By 1949, a New York Times critic noted: "It was not the violinist one seemed to be hearing. It was, in turn, Haydn, Bach, Bartók, Mozart, and Szymanowski. For such was Mr. Stern's immersion in the music that his own spirit and his immense technical skill were but the mediums that made the music audible."

Since his European debut in 1948 at the Lucerne Festival under Munch, he has concertized the world over including the USSR in 1956, played in the internationally renowned Istomin-Stern-Rose Trio and premiered violin works by Bernstein, Hindemith, Penderecki, Rochberg, and Schuman. He gave an historic performance, with the Israel Philharmonic Orchestra, conducted by Leonard Bernstein, was captured in the film A Journey to Jerusalem. More then a decade later, his visit to China resulted in the Academy Award-winning documentary From Mao to Mozart: Issac Stern in China, which also received a special mention at the Cannes Film Festival.

One of the most recorded violinists of our age, he is versatile in his performances. He was the ghost violinist for John Garfield in the 1946 film Humoresque and played the violin solo for the Oscar-winning soundtrack of Fiddler on the Roof. Another film in which he performed was Tonight We Sing, the film biography of Sol Hurok, in which he appeared as Eugene Ysaye.
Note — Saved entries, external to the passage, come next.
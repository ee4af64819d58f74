//! Aura Overlay - Main Entry Point
//!
//! Loads the reference overlay, then serves the upload page and the
//! compositing API until interrupted.

use std::sync::Arc;

use anyhow::Context;

use aura_overlay::api::{run_server, SharedState};
use aura_overlay::settings::ServerSettings;
use aura_overlay::{compositor, telemetry};

#[tokio::main]
async fn main() -> anyhow::Result<()> {
    let _log_guard = telemetry::init_logging_default()
        .map_err(|e| anyhow::anyhow!("failed to initialize logging: {e}"))?;

    tracing::info!("Starting Aura Overlay v{}", env!("CARGO_PKG_VERSION"));

    let settings = ServerSettings::from_env();

    // Fail fast if the reference overlay is missing or corrupt
    let overlay_bytes = std::fs::read(&settings.overlay_path).with_context(|| {
        format!(
            "failed to read reference overlay {}",
            settings.overlay_path.display()
        )
    })?;
    let overlay = compositor::decode_rgba(&overlay_bytes).with_context(|| {
        format!(
            "reference overlay {} is not a valid image",
            settings.overlay_path.display()
        )
    })?;
    tracing::info!(
        width = overlay.width(),
        height = overlay.height(),
        path = %settings.overlay_path.display(),
        "Reference overlay loaded"
    );

    let port = settings.port;
    let state = Arc::new(SharedState::new(overlay, settings)?);

    let (shutdown_tx, shutdown_rx) = tokio::sync::watch::channel(false);
    tokio::spawn(async move {
        if tokio::signal::ctrl_c().await.is_ok() {
            tracing::info!("Received ctrl-c, shutting down");
            let _ = shutdown_tx.send(true);
        }
    });

    run_server(port, state, shutdown_rx).await?;
    Ok(())
}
Stern is not only a champion musician, he has also championed cultural preservation in America. In 1960, he organized a group to save Carnegie Hall from demolition and was instrumental in the decision to preserve it as a National Historic Landmark. Consequently, he became president of the Carnegie Hal Corporation, a position he held for over thirty years. He was featured in the Emmy Award winning "Carnegie Hall: The Grand Reopening" (1987).

Among the numerous awards he has received is the first Albert Schweitzer Music Award bestowed on him "for a life dedicated to music and devoted to humanity."